Erik Magnussen | エリック・マグヌッセン


Story

エリック・マグヌッセン(1940–2014)は、デンマーク・モダンの流れにおいて「自明性(of course!)」を追求した機能主義の巨匠です。陶芸からキャリアを始めた彼は、素材を徹底的に理解し、フォルムと機能を論理的に結び付けるアプローチを確立しました。そのデザインは「余分なものを削ぎ落した必然の形」として評価されています。

彼の代表作であるステルトン社のEM77バキュームジャグは、片手で注げるロッカーストッパーとカラフルな展開により、デンマークデザインを民主化させました。これはアルネ・ヤコブセンのシリンダラインを継承しながらも、より親しみやすく大衆的なアイコンへと進化させたものです。
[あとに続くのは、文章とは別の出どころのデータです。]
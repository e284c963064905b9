//! Database connection pool management
//!
//! Uses sqlx PgPool with explicit connection limits.

use std::time::Duration;

use sqlx::postgres::PgPoolOptions;
use sqlx::PgPool;

use super::DbError;
use crate::config::PostgresSettings;

/// How long a request waits for a free connection.
const ACQUIRE_TIMEOUT: Duration = Duration::from_secs(5);

/// Create a PostgreSQL connection pool and check it answers.
///
/// # Errors
///
/// Returns [`DbError::Config`] for unusable settings and
/// [`DbError::Postgres`] if the server can't be reached.
///
/// # Example
///
/// ```ignore
/// let pool = create_pool(&PostgresSettings::from_url("postgres://localhost/roster")).await?;
/// ```
pub async fn create_pool(settings: &PostgresSettings) -> Result<PgPool, DbError> {
    let options = settings.connect_options()?;

    let pool = PgPoolOptions::new()
        .max_connections(settings.max_connections)
        .acquire_timeout(ACQUIRE_TIMEOUT)
        .connect_with(options)
        .await
        .map_err(DbError::postgres("connect"))?;

    sqlx::query("SELECT 1")
        .execute(&pool)
        .await
        .map_err(DbError::postgres("ping"))?;

    tracing::info!(
        max_connections = settings.max_connections,
        "Connected to PostgreSQL"
    );

    Ok(pool)
}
また、フリッツ・ハンセンやエンゲルブレヒトといったメーカーと協働し、ChairikチェアやClickテーブルなどの革新的な家具を発表しました。これらは美しさだけでなく、スタッキング能力や省スペース性といったロジスティクス面での優れた解決策を提示するものでした。

彼はID賞やルニング賞、グッドデザイン賞など数多くの賞を受賞し、作品はMoMAやクーパー・ヒューイットなどの美術館に収蔵されています。デザインを単なる造形ではなく「生活をより良くする必然の道具」と捉えたその姿勢は、今なお多くの人々の生活に息づいています。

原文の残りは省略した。